In a further crackdown on Internet and digital companies, China has cleared a revised anti-monopoly law that will shut loopholes in existing regulation in terms of abusing market dominant position, drawing a bottom line for private tech firms on “illicit acts that threaten fair market competition“.
The amendment will take effect on August 1.
China’s top legislature on Friday passed an amendment to the anti-monopoly law in an effort to foster a fair, transparent and predictable environment for business operators.
China has been strengthening supervision on the internet economy in the past two years.
In 2021, authorities issued administrative penalties in 98 cases after anti-monopoly probes, involving major internet firms such as Tencent, Alibaba, Meituan, Didi Chuxing, JD.com and Baidu.
The total fine imposed was 21.74 billion yuan ($3.25 billion).
According to a Xinhua report, the amendment, adopted at the closing meeting of the standing committee session of the 13th National People’s Congress, makes it clear that China will formulate and implement competition rules compatible with the socialist market economy and improve a unified, open, competitive and orderly market system.

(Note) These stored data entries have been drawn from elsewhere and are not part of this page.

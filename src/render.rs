//! Plain-text rendering of recorded per-uid I/O history.
//!
//! Shared by the `/dump` endpoint and the `dump` subcommand.

use std::collections::BTreeMap;
use std::fmt::Write as FmtWrite;
use uid_io_monitor::{ChargerState, IoDirection, IoUsage, Priority, TimeBucket};

const KIB: f64 = 1024.0;
const MIB: f64 = 1024.0 * 1024.0;
const GIB: f64 = 1024.0 * 1024.0 * 1024.0;

/// Formats a Unix timestamp as UTC.
pub fn format_ts(ts: u64) -> String {
    chrono::DateTime::from_timestamp(ts as i64, 0)
        .map(|dt| dt.format("%Y-%m-%d %H:%M:%S UTC").to_string())
        .unwrap_or_else(|| ts.to_string())
}

/// Human readable byte count.
pub fn format_bytes(bytes: u64) -> String {
    let b = bytes as f64;
    if b >= GIB {
        format!("{:.2} GiB", b / GIB)
    } else if b >= MIB {
        format!("{:.2} MiB", b / MIB)
    } else if b >= KIB {
        format!("{:.1} KiB", b / KIB)
    } else {
        format!("{} B", bytes)
    }
}

/// Bytes for one direction and charger state, both priorities summed.
fn cell(usage: &IoUsage, dir: IoDirection, charger: ChargerState) -> u64 {
    Priority::ALL
        .iter()
        .map(|&prio| usage.get(dir, prio, charger))
        .fold(0u64, u64::saturating_add)
}

fn write_row(out: &mut String, label: &str, usage: &IoUsage) {
    writeln!(
        out,
        "{:32} | {:>12} | {:>12} | {:>12} | {:>12}",
        label,
        format_bytes(cell(usage, IoDirection::Read, ChargerState::On)),
        format_bytes(cell(usage, IoDirection::Read, ChargerState::Off)),
        format_bytes(cell(usage, IoDirection::Write, ChargerState::On)),
        format_bytes(cell(usage, IoDirection::Write, ChargerState::Off)),
    )
    .ok();
}

/// Renders buckets oldest first, each record followed by its tasks.
pub fn render_history_text(history: &BTreeMap<u64, TimeBucket>) -> String {
    let mut out = String::new();
    writeln!(out, "UID I/O HISTORY").ok();
    writeln!(out, "===============").ok();

    if history.is_empty() {
        writeln!(out).ok();
        writeln!(out, "No recorded I/O in the requested window.").ok();
        return out;
    }

    for (ts, bucket) in history {
        writeln!(out).ok();
        writeln!(
            out,
            "[{} .. {}] {} uids",
            format_ts(bucket.start_ts),
            format_ts(*ts),
            bucket.len()
        )
        .ok();
        writeln!(
            out,
            "{:32} | {:>12} | {:>12} | {:>12} | {:>12}",
            "uid / task", "read on", "read off", "write on", "write off"
        )
        .ok();
        writeln!(out, "{}", "-".repeat(95)).ok();

        for record in &bucket.entries {
            write_row(&mut out, &record.name, &record.uid_ios);
            for (comm, usage) in &record.task_ios {
                write_row(&mut out, &format!("  {}", comm), usage);
            }
        }
    }
    out
}
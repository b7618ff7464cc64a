//! Operational statistics for the uid monitor.
//!
//! Every failure the monitor absorbs (unreadable stats source, malformed rows,
//! name lookup errors) is counted here so it stays visible without aborting
//! anything.

use std::fmt::Write as FmtWrite;
use std::sync::atomic::{AtomicU64, Ordering};
use std::sync::{Mutex, PoisonError, RwLock as StdRwLock};
use std::time::{Instant, SystemTime};

/// Last, smallest, largest and mean value of an observed series.
#[derive(Debug, Clone, Copy, Default, PartialEq)]
pub struct SeriesSummary {
    pub count: u64,
    pub last: f64,
    pub min: f64,
    pub max: f64,
    pub mean: f64,
}

#[derive(Default)]
struct Series {
    summary: SeriesSummary,
    sum: f64,
}

/// A series of observations (sample durations, uids per sample) that any
/// thread may append to.
#[derive(Default)]
pub struct SeriesTracker {
    series: Mutex<Series>,
}

impl SeriesTracker {
    pub fn observe(&self, value: f64) {
        let mut guard = self.series.lock().unwrap_or_else(PoisonError::into_inner);
        let Series { summary, sum } = &mut *guard;

        let first = summary.count == 0;
        summary.count += 1;
        *sum += value;
        summary.last = value;
        summary.min = if first { value } else { summary.min.min(value) };
        summary.max = if first { value } else { summary.max.max(value) };
        summary.mean = *sum / summary.count as f64;
    }

    pub fn summary(&self) -> SeriesSummary {
        self.series
            .lock()
            .unwrap_or_else(PoisonError::into_inner)
            .summary
    }
}

/// Counters describing what the monitor did and what it had to skip.
pub struct MonitorStats {
    // Sampling
    pub samples_ok: AtomicU64,
    pub sample_failures: AtomicU64,
    pub malformed_rows: AtomicU64,
    pub orphan_task_rows: AtomicU64,
    pub sample_duration_ms: SeriesTracker,
    pub uids_per_sample: SeriesTracker,

    // Naming
    pub name_lookups: AtomicU64,
    pub name_lookup_failures: AtomicU64,

    // Flushing
    pub report_cycles: AtomicU64,
    pub skipped_reports: AtomicU64,
    pub buckets_stored: AtomicU64,
    pub empty_buckets_discarded: AtomicU64,
    pub buckets_evicted: AtomicU64,
    pub records_evicted: AtomicU64,
    pub records_truncated: AtomicU64,
    pub buckets_pruned: AtomicU64,

    // Queries and charger transitions
    pub dumps: AtomicU64,
    pub charger_transitions: AtomicU64,

    pub start_time: Instant,
    pub last_report_time: StdRwLock<Option<SystemTime>>,
}

impl Default for MonitorStats {
    fn default() -> Self {
        Self {
            samples_ok: AtomicU64::new(0),
            sample_failures: AtomicU64::new(0),
            malformed_rows: AtomicU64::new(0),
            orphan_task_rows: AtomicU64::new(0),
            sample_duration_ms: SeriesTracker::default(),
            uids_per_sample: SeriesTracker::default(),
            name_lookups: AtomicU64::new(0),
            name_lookup_failures: AtomicU64::new(0),
            report_cycles: AtomicU64::new(0),
            skipped_reports: AtomicU64::new(0),
            buckets_stored: AtomicU64::new(0),
            empty_buckets_discarded: AtomicU64::new(0),
            buckets_evicted: AtomicU64::new(0),
            records_evicted: AtomicU64::new(0),
            records_truncated: AtomicU64::new(0),
            buckets_pruned: AtomicU64::new(0),
            dumps: AtomicU64::new(0),
            charger_transitions: AtomicU64::new(0),
            start_time: Instant::now(),
            last_report_time: StdRwLock::new(None),
        }
    }
}

fn load(counter: &AtomicU64) -> u64 {
    counter.load(Ordering::Relaxed)
}

fn bump(counter: &AtomicU64, by: u64) {
    counter.fetch_add(by, Ordering::Relaxed);
}

impl MonitorStats {
    pub fn new() -> Self {
        Default::default()
    }

    pub fn record_sample(&self, uids: usize, malformed: u64, orphans: u64, duration_ms: f64) {
        bump(&self.samples_ok, 1);
        bump(&self.malformed_rows, malformed);
        bump(&self.orphan_task_rows, orphans);
        self.uids_per_sample.observe(uids as f64);
        self.sample_duration_ms.observe(duration_ms);
    }

    pub fn record_sample_failure(&self) {
        bump(&self.sample_failures, 1);
    }

    pub fn record_name_lookup(&self, failed: bool) {
        bump(&self.name_lookups, 1);
        if failed {
            bump(&self.name_lookup_failures, 1);
        }
    }

    pub fn record_report(&self) {
        bump(&self.report_cycles, 1);
        if let Ok(mut guard) = self.last_report_time.write() {
            *guard = Some(SystemTime::now());
        }
    }

    pub fn record_skipped_report(&self) {
        bump(&self.skipped_reports, 1);
    }

    pub fn record_bucket_stored(&self, evicted_buckets: usize, evicted_records: usize, truncated: usize) {
        bump(&self.buckets_stored, 1);
        bump(&self.buckets_evicted, evicted_buckets as u64);
        bump(&self.records_evicted, evicted_records as u64);
        bump(&self.records_truncated, truncated as u64);
    }

    pub fn record_empty_bucket(&self) {
        bump(&self.empty_buckets_discarded, 1);
    }

    pub fn record_pruned(&self, buckets: usize) {
        bump(&self.buckets_pruned, buckets as u64);
    }

    pub fn record_dump(&self) {
        bump(&self.dumps, 1);
    }

    pub fn record_charger_transition(&self) {
        bump(&self.charger_transitions, 1);
    }

    pub fn get_uptime_seconds(&self) -> u64 {
        self.start_time.elapsed().as_secs()
    }

    /// Seconds since the last completed report, if any.
    pub fn seconds_since_last_report(&self) -> Option<u64> {
        let guard = self.last_report_time.read().ok()?;
        let last = (*guard)?;
        SystemTime::now()
            .duration_since(last)
            .ok()
            .map(|d| d.as_secs())
    }

    /// Renders a plain-text table for the /health endpoint.
    pub fn render_table(&self) -> String {
        let mut out = String::new();
        writeln!(out, "MONITOR STATISTICS").ok();
        writeln!(out, "==================").ok();
        writeln!(out).ok();
        writeln!(out, "{:32} | {:>12}", "Counter", "Value").ok();
        writeln!(out, "{}", "-".repeat(47)).ok();

        let rows: [(&str, u64); 16] = [
            ("samples_ok", load(&self.samples_ok)),
            ("sample_failures", load(&self.sample_failures)),
            ("malformed_rows", load(&self.malformed_rows)),
            ("orphan_task_rows", load(&self.orphan_task_rows)),
            ("name_lookups", load(&self.name_lookups)),
            ("name_lookup_failures", load(&self.name_lookup_failures)),
            ("report_cycles", load(&self.report_cycles)),
            ("skipped_reports", load(&self.skipped_reports)),
            ("buckets_stored", load(&self.buckets_stored)),
            ("empty_buckets_discarded", load(&self.empty_buckets_discarded)),
            ("buckets_evicted", load(&self.buckets_evicted)),
            ("records_evicted", load(&self.records_evicted)),
            ("records_truncated", load(&self.records_truncated)),
            ("buckets_pruned", load(&self.buckets_pruned)),
            ("dumps", load(&self.dumps)),
            ("charger_transitions", load(&self.charger_transitions)),
        ];
        for (name, value) in rows {
            writeln!(out, "{:32} | {:>12}", name, value).ok();
        }

        writeln!(out).ok();
        let d = self.sample_duration_ms.summary();
        writeln!(
            out,
            "sample duration ms: last={:.2} avg={:.2} max={:.2} min={:.2} (n={})",
            d.last, d.mean, d.max, d.min, d.count
        )
        .ok();
        let u = self.uids_per_sample.summary();
        writeln!(
            out,
            "uids per sample:    last={:.0} avg={:.1} max={:.0}",
            u.last, u.mean, u.max
        )
        .ok();
        match self.seconds_since_last_report() {
            Some(secs) => writeln!(out, "last report:        {}s ago", secs).ok(),
            None => writeln!(out, "last report:        never").ok(),
        };
        out
    }
}
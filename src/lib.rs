//! Per-UID storage I/O accounting monitor.
//!
//! This library samples the cumulative per-uid and per-task I/O counters the
//! kernel exposes, turns successive samples into interval deltas attributed
//! to the charger state they accrued under, and keeps a bounded history of
//! flushed buckets that can be queried by age and size.
//!
//! # Features
//!
//! - **Reset-safe deltas**: counters that go backwards contribute zero
//! - **Charger attribution**: usage is split by on-charger vs on-battery
//! - **Task breakdown**: per-uid usage carries a per-command-name breakdown
//! - **Bounded history**: age-based pruning plus a hard cap on stored records
//! - **Single lock**: every public operation is serialized on one mutex
//!
//! # Usage
//!
//! ```rust,no_run
//! use std::sync::Arc;
//! use uid_io_monitor::{
//!     ChargerState, FileStatsSource, MonitorConfig, NoopResolver, SystemClock, UidMonitor,
//! };
//!
//! let config = MonitorConfig::default();
//! let monitor = UidMonitor::new(
//!     &config,
//!     Arc::new(FileStatsSource::new("/proc/uid_io/stats")),
//!     Arc::new(NoopResolver),
//!     Arc::new(SystemClock),
//! );
//!
//! monitor.init(ChargerState::On);
//! monitor.report();
//!
//! let history = monitor.dump(0.0, 0, true);
//! println!("{} buckets", history.len());
//! ```

pub mod accumulator;
pub mod io_usage;
pub mod monitor;
pub mod monitor_config;
pub mod monitor_stats;
pub mod records;
pub mod uid_names;
pub mod uid_stats;

// Re-export main types for convenience
pub use accumulator::{IntervalAccumulator, UidIntervalUsage};
pub use io_usage::{ChargerState, IoDirection, IoUsage, Priority};
pub use monitor::{Clock, ManualClock, SystemClock, UidMonitor};
pub use monitor_config::MonitorConfig;
pub use monitor_stats::MonitorStats;
pub use records::{RecordStore, StoreSummary, TimeBucket, UidRecord};
pub use uid_names::{NameResolver, NoopResolver, PasswdResolver, ResolveError, UidNameCache};
pub use uid_stats::{
    FileStatsSource, IoCounters, RawStatsSource, StatsError, TaskSnapshot, UidSnapshot,
    UidStatsMap,
};
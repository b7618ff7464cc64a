//! Metrics endpoint handler for Prometheus scraping.
//!
//! This module provides the `/metrics` endpoint handler that refreshes the
//! gauges from the monitor and returns them in Prometheus text format.

use axum::{extract::State, http::StatusCode, response::IntoResponse};
use prometheus::{Encoder, TextEncoder};
use std::time::Instant;
use tracing::{debug, error, instrument};

use crate::state::SharedState;

/// Buffer capacity for metrics encoding.
const BUFFER_CAP: usize = 64 * 1024;

/// Error type for metrics endpoint failures.
#[derive(Debug)]
pub enum MetricsError {
    EncodingFailed,
    MonitorUnavailable,
}

impl IntoResponse for MetricsError {
    fn into_response(self) -> axum::response::Response {
        let body = match self {
            MetricsError::EncodingFailed => "Failed to encode metrics",
            MetricsError::MonitorUnavailable => "Failed to read monitor state",
        };
        (StatusCode::INTERNAL_SERVER_ERROR, body).into_response()
    }
}

/// Handler for the /metrics endpoint.
#[instrument(skip(state))]
pub async fn metrics_handler(State(state): State<SharedState>) -> Result<String, MetricsError> {
    let start = Instant::now();
    debug!("Processing /metrics request");

    // The monitor lock may be held by a running report cycle.
    let refresh_state = state.clone();
    tokio::task::spawn_blocking(move || {
        refresh_state.metrics.update_from(&refresh_state.monitor);
    })
    .await
    .map_err(|e| {
        error!("Metrics refresh task failed: {}", e);
        MetricsError::MonitorUnavailable
    })?;

    let families = state.registry.gather();
    let mut buffer = Vec::with_capacity(BUFFER_CAP);
    let encoder = TextEncoder::new();

    if encoder.encode(&families, &mut buffer).is_err() {
        error!("Failed to encode Prometheus metrics");
        return Err(MetricsError::EncodingFailed);
    }

    state.scrape_duration.set(start.elapsed().as_secs_f64());

    debug!(
        "Metrics request completed: {} families, {} bytes, {:.3}ms",
        families.len(),
        buffer.len(),
        start.elapsed().as_secs_f64() * 1000.0
    );

    String::from_utf8(buffer).map_err(|_| MetricsError::EncodingFailed)
}
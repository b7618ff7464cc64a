//! HTTP endpoint handlers for the daemon.
//!
//! This module provides handlers for all HTTP endpoints:
//! - `/`: Landing page
//! - `/metrics`: Prometheus metrics endpoint
//! - `/health`: Health check endpoint
//! - `/dump`: Recorded per-uid I/O history (text/json)
//! - `/charger`: Current charger state (GET) and charger state changes (POST)

pub mod charger;
pub mod dump;
pub mod health;
pub mod metrics;
pub mod root;

// Re-export handlers
pub use charger::{charger_get_handler, charger_set_handler};
pub use dump::dump_handler;
pub use health::health_handler;
pub use metrics::metrics_handler;
pub use root::root_handler;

Built on previous practices and experiences, the amendment improves the design of relevant mechanisms, such as encouraging innovation while protecting fair market competition, stipulating the safe-harbour rule and increasing provisions on the protection of personal privacy and information.
According to the Global Times, the enforcement marks a new era in the normalization of China’s rule-based supervision over the platform economy.
The revised law will further regulate the overall platform economy with standardised rules, and major industry players can continue to grow based on the principle of high-quality development while expanding in accordance with the law, Liu Dingding, a Beijing-based veteran market analyst, was quoted as saying.